1区 · 医学
Article
作者: Watson, Iain D G ; Gohlke, Andrea ; Bommakanti, Gayathri ; Fricke, Patrick J ; Walsh, Jarrod J ; Schimpl, Marianne ; Tang, Haoran ; Kavanagh, Stefan L ; Chan, Christina ; Kantae, Vasudev ; Giblin, Kathryn A ; Code, Erin ; Robbins, Kevin J ; Singh, Meha ; Puri, Taranee ; Singh, Baljinder ; Gancedo Rodrigo, Miguel ; Ye, Min-Wei ; Mfuh, Adelphe M ; Robb, Graeme R ; Moore, Rachel ; Thomson, Clare ; Hughes, Samantha J ; Lamb, Michelle L ; Zhang, Andrew X ; Hariparsad, Niresh ; Grimster, Neil P ; Ware, Jamie ; Jin, Meizhong ; Wrigley, Gail L ; Zhang, Yun ; Reddy, Iswarya ; Hansel, Catherine ; Chinn, Alex J ; Boerth, Jeffrey A ; Lane, Jordan ; Quinn, Taylor R
Casitas B-lymphoma proto-oncogene-b (Cbl-b), a member of the Cbl family of RING finger E3 ubiquitin ligases, has been demonstrated to play a central role in regulating effector T-cell function.

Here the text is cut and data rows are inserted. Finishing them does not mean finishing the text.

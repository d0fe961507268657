//! Error types for the printer library

use thiserror::Error;

use crate::transport::{ConnectionType, HostError};

/// Printer error types
///
/// Messages are meant to be shown to the operator as-is.
#[derive(Debug, Error)]
pub enum PrintError {
    /// Neither USB nor serial access is available on this host
    #[error("Printing is not supported here: neither USB nor serial device access is available")]
    Unsupported,

    /// The requested transport has no host backend
    #[error("{0} printing is not available on this host")]
    TransportUnavailable(ConnectionType),

    /// The device picker was dismissed or found nothing
    #[error("No printer selected. Make sure the printer is plugged in and turned on, then try again")]
    Cancelled,

    /// The selected USB device exposes no bulk OUT endpoint
    #[error(
        "The selected USB device has no bulk OUT endpoint; it does not look like a compatible receipt printer"
    )]
    NoBulkEndpoint,

    /// The serial port could not be opened at any candidate baud rate
    #[error("Could not open the serial port: {0}")]
    OpenFailed(String),

    /// No open connection
    #[error("Printer not connected")]
    NotConnected,

    /// Error raised by the underlying transport
    #[error(transparent)]
    Host(#[from] HostError),
}

/// Result type for printer operations
pub type PrintResult<T> = Result<T, PrintError>;

#[cfg(test)]
mod tests {
    use super::*;

    #[test]
    fn test_messages_are_readable() {
        assert!(PrintError::NotConnected.to_string().contains("not connected"));
        assert!(PrintError::Cancelled.to_string().contains("plugged in"));
        assert_eq!(
            PrintError::TransportUnavailable(ConnectionType::Serial).to_string(),
            "serial printing is not available on this host"
        );
    }

    #[test]
    fn test_host_error_is_transparent() {
        let err: PrintError = HostError::Transfer("stall".to_string()).into();
        assert_eq!(err.to_string(), "USB transfer failed: stall");
    }
}
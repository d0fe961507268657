use anyhow::Context;
use print_station::{Config, build_service, utils::init_logger};
use std::io::{IsTerminal, Read};

/// Prints the orders piped on stdin (one JSON object or an array), or a test
/// page when stdin is a terminal.
#[tokio::main]
async fn main() -> anyhow::Result<()> {
    // 1. Environment (.env, logging)
    let _ = dotenvy::dotenv();
    let config = Config::from_env();
    init_logger(&config.log_level, config.log_json);

    tracing::info!("Print station starting...");

    // 2. Service
    let service = build_service(&config);
    if !service.is_supported() {
        anyhow::bail!("No USB or serial support on this host");
    }
    let _subscription = service.on_state_change(|state| {
        tracing::info!(
            connected = state.connected,
            transport = ?state.connection_type,
            "Printer state changed"
        );
    });

    // 3. Connect
    service.connect().await?;
    tracing::info!(device = ?service.device_info(), "Printer ready");

    // 4. Print
    let result = if std::io::stdin().is_terminal() {
        service.print_text("Print station test page").await
    } else {
        let mut input = String::new();
        std::io::stdin()
            .read_to_string(&mut input)
            .context("Failed to read orders from stdin")?;
        let value: serde_json::Value =
            serde_json::from_str(&input).context("Orders must be JSON")?;
        let payloads = match value {
            serde_json::Value::Array(items) => items,
            single => vec![single],
        };
        tracing::info!(count = payloads.len(), "Printing orders");
        service
            .print_payloads(payloads, &config.receipt_format())
            .await
    };

    service.disconnect().await;
    result?;

    Ok(())
}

Multiple studies using gene-targeting approaches have provided direct evidence that Cbl-b negatively regulates T, B, and NK cell activation via a ubiquitin-mediated protein modulation. Thus, inhibition of Cbl-b ligase activity can lead to immune activation and has therapeutic potential in immuno-oncology. Herein, we describe the discovery and optimization of an arylpyridone series as Cbl-b inhibitors by structure-based drug discovery to afford compound 31. This compound binds to Cbl-b with an IC50 value of 30 nM and induces IL-2 production in T-cells with an EC50 value of 230 nM. Compound 31 also shows robust intracellular target engagement demonstrated through inhibition of Cbl-b autoubiquitination, inhibition of ubiquitin transfer to ZAP70, and the cellular modulation of phosphorylation of a downstream signal within the TCR axis.